For Hina Rabbani Khar Kashmir dispute is “An Elephant in the Room”

South Asian Regional Affairs: 

N. P. Upadhyaya (Aryal)

Kathmandu: Two ministers in the same Pakistani cabinet possess two different views on India occupied Kashmir.
If the first one is flexible but the other rather appears fairly strong and adamant.

While the senior minister rank wise has a soft tone towards the rival nation-the Indian establishment then the junior minister has a different posture on India which to a greater extent appears close to anger.

To cut the story short, the Pakistan Foreign Minister Bilawal Bhutto-Zardari says that “he is hopeful that a day will come when his country will be able to engage with India diplomatically as well as economically”.

He recently said that “Aaaj nhin to kal”, a day will have to come soon. That day we will unlock our full economic potential, and all will share the fruit of prosperity”.

Implied is his (Bilawal’s) desire is to build peace with India and that he hopes that one day, better late than never, peace will prevail.

It is said that Zardari-Bhutto’s and Sharifs of Pakistan possess a bit of Indian bend.

Look what he said of recurrent conflict with India on Kashmir and on so many issues.

FM Bilawal Bhutto said, May 25, 2022, while speaking at the annual Pakistan Breakfast session in Davos, organized by Pathfinder Group and Martin Dow Group on the sidelines of the World Economic Forum Annual Meeting 2022 that “that a day will come when his country will be able to engage with India diplomatically as well as economically”.

Zardari, however, asserted that Pakistan will never compromise on its national interest whenever it engages with any other country diplomatically or economically.

FM Bhutto appears ready and a bit merciful to live in peace with India but at the same time reiterates that “such an engagement with India” will not be at the cost of Pakistani national interests.

He says, “Pakistan shall not compromise, however”.

This analysis brings us all to conclude that Bilawal would very much want peace with India but without compromising Pakistani core national interests and structured policies”.

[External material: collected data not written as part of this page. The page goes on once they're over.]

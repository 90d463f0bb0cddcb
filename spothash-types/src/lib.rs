//! # spothash-types
//!
//! Value types shared by the spothash geohash index:
//!
//! - **Coordinates**: `Coordinate`, a latitude/longitude pair
//! - **Cells**: `CellBounds`, the rectangle a geohash denotes
//! - **Directions**: `Direction`, the eight compass steps between cells
//!
//! All types are serializable with Serde and convert to and from the `geo`
//! crate's primitives.
//!
//! ## Examples
//!
//! ```rust
//! use spothash_types::coordinate::Coordinate;
//! use geo::Point;
//!
//! let amsterdam = Coordinate::new(52.3676, 4.9041);
//! let point: Point = amsterdam.into();
//! assert_eq!(point.x(), 4.9041);
//! ```

pub mod bbox;
pub mod coordinate;
pub mod direction;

This then again means that FM Bilawal has both carrots and sticks for India.

But the manner with which Bilawal lambasted at India over Occupied Kashmir issue and also his outbursts made recently in New York against the UN body more so to the United nations Security Council which had miserably failed so far in bringing to implementations the “resolutions” that the UNSC body had made some seven decades ago on holding of an impartial and a fair plebiscite which shall allow the people of Occupied Kashmir to decide their fate as to whether they prefer to live with India or Pakistan.

The new Pakistani foreign minister though would like “friendship” with neighbor and traditional enemy since the partition days, but concurrently hints that relations with India is bit what he calls “complicated” one.

What he means by the use of the term “complicated” is not known nor Bilawal at best has explained it, however, observers in Nepal guess the “complication” could be, the non-resolution of the Kashmir issue and the second complication may be “India being excessively “Islamophobic” and the country possessing profuse “hatred against Indian Muslims”.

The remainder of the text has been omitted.